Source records
════════════════════
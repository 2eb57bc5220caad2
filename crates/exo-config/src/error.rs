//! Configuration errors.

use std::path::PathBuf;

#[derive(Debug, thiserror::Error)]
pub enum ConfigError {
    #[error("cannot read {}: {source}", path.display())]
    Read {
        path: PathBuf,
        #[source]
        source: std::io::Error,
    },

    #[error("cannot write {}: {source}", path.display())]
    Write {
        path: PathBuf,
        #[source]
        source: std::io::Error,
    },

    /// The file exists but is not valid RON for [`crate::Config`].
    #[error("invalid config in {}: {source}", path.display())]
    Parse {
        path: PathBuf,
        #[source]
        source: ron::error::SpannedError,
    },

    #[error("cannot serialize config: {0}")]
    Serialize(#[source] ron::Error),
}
════════════════════
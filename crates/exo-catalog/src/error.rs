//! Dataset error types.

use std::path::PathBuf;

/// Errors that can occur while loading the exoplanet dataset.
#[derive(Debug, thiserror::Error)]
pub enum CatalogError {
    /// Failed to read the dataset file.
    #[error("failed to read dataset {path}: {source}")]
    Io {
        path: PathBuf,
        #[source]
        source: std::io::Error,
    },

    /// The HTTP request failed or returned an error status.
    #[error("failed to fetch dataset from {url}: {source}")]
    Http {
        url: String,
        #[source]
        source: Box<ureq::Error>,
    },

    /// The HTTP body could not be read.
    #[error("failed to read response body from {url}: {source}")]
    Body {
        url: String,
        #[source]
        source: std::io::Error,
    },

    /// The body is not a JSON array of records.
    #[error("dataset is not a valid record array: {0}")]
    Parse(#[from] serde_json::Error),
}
════════════════════
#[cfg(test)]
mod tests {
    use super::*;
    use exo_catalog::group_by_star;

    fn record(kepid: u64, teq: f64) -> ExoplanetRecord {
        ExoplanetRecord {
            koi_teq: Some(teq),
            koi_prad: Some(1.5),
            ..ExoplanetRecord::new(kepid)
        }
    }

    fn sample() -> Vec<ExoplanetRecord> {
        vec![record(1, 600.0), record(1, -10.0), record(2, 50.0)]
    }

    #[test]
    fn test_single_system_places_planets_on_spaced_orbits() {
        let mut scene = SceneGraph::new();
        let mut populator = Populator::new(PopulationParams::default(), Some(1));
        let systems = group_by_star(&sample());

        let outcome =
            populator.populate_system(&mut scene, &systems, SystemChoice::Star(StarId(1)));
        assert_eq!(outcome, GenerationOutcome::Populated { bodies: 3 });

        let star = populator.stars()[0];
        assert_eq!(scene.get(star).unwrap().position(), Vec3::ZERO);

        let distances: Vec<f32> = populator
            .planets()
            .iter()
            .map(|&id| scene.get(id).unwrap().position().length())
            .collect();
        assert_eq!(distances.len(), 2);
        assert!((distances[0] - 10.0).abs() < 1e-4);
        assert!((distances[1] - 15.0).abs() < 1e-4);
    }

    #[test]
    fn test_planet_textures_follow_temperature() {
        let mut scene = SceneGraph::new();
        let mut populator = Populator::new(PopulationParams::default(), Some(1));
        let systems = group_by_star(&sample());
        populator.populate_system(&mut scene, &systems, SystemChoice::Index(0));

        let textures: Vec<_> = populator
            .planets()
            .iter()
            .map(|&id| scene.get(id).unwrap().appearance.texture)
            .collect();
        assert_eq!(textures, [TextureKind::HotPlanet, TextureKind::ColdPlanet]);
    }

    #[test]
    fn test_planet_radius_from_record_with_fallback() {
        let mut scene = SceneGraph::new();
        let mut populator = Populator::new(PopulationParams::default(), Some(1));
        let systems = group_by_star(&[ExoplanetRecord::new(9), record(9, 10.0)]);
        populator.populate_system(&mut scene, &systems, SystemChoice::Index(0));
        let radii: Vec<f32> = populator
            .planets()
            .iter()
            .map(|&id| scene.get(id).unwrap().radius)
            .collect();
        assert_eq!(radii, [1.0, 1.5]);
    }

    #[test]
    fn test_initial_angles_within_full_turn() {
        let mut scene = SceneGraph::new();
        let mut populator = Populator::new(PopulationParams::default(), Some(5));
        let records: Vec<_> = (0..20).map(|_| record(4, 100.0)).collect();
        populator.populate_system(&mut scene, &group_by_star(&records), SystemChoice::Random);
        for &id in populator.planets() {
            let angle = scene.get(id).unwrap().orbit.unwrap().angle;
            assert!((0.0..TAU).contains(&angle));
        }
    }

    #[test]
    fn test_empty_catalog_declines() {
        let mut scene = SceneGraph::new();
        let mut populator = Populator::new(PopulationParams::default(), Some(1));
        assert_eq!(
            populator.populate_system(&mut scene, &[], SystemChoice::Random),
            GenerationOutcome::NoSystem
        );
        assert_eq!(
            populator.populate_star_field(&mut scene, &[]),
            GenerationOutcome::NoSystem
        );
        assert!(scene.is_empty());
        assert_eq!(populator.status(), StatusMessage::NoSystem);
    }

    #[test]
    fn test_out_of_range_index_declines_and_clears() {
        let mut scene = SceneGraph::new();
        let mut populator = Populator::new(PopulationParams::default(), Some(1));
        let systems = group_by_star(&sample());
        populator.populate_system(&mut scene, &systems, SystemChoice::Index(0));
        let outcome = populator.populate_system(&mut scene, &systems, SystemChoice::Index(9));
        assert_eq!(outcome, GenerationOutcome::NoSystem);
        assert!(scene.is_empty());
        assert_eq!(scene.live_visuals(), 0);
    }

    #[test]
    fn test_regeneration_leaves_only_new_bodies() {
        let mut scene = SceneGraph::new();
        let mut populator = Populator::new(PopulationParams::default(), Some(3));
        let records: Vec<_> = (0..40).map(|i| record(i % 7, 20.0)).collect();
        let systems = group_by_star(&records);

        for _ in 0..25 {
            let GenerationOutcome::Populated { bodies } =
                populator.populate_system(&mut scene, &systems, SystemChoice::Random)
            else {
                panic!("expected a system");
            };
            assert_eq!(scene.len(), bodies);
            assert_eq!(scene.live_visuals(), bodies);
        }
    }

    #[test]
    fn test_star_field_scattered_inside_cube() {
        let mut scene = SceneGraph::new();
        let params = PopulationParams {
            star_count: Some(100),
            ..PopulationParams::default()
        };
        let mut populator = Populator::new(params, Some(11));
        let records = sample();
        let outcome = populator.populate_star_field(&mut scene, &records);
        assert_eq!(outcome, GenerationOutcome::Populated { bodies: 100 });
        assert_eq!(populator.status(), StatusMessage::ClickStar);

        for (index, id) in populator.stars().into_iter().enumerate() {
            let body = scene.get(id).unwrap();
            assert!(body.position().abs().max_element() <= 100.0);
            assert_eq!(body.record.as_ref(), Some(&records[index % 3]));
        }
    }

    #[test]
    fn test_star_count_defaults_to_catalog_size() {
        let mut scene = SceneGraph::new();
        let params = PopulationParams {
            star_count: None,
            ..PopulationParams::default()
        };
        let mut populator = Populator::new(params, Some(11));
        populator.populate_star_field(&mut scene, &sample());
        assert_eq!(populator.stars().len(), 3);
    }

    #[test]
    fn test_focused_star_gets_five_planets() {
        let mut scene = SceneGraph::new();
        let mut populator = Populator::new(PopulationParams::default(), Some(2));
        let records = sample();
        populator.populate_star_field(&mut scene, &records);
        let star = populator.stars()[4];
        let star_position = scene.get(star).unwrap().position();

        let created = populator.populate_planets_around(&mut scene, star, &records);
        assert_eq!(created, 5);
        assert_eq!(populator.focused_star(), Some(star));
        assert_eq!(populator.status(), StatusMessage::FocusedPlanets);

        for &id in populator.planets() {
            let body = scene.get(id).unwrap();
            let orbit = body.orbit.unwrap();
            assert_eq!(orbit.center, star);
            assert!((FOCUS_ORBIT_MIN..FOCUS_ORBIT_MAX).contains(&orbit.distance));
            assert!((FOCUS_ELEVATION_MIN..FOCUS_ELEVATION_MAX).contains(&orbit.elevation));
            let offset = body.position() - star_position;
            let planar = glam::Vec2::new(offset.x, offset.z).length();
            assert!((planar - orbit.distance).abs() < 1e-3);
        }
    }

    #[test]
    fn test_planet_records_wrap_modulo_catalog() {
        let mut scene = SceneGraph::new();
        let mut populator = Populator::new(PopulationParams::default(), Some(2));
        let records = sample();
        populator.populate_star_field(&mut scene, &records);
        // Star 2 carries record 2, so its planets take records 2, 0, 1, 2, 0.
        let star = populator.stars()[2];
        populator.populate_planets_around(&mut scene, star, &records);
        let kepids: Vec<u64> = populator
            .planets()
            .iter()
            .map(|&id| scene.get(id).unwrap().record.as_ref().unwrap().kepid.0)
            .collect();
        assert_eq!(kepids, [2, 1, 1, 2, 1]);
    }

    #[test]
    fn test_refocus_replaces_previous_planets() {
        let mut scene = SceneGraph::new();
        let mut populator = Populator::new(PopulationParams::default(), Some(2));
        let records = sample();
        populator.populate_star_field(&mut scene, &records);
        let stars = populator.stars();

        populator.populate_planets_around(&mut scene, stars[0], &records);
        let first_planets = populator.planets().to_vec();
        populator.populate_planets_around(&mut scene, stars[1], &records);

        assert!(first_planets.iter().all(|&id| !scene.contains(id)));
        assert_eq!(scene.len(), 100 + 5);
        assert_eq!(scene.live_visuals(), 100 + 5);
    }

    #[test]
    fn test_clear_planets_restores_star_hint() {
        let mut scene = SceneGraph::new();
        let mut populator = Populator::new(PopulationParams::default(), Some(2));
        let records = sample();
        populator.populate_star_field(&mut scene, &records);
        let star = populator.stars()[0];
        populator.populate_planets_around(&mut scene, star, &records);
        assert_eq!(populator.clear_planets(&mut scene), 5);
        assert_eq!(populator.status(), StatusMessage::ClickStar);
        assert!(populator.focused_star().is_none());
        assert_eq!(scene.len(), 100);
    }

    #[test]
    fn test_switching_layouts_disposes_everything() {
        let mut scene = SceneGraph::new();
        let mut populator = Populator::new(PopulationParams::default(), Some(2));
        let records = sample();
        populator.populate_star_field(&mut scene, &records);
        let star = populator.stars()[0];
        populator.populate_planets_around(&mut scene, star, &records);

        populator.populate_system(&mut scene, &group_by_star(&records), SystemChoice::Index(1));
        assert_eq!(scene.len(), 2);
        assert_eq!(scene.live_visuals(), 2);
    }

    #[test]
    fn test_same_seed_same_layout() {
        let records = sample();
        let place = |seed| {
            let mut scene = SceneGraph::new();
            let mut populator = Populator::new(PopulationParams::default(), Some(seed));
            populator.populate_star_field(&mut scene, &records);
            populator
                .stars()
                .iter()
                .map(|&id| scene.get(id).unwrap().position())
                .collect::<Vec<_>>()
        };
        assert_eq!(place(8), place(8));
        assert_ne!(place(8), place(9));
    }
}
════════════════════
Scan the entries above for the string "crates", and copy every line where it turns up.

=== Answer to this exercise ===
filename crates/exo-config/src/error.rs
filename crates/exo-catalog/src/error.rs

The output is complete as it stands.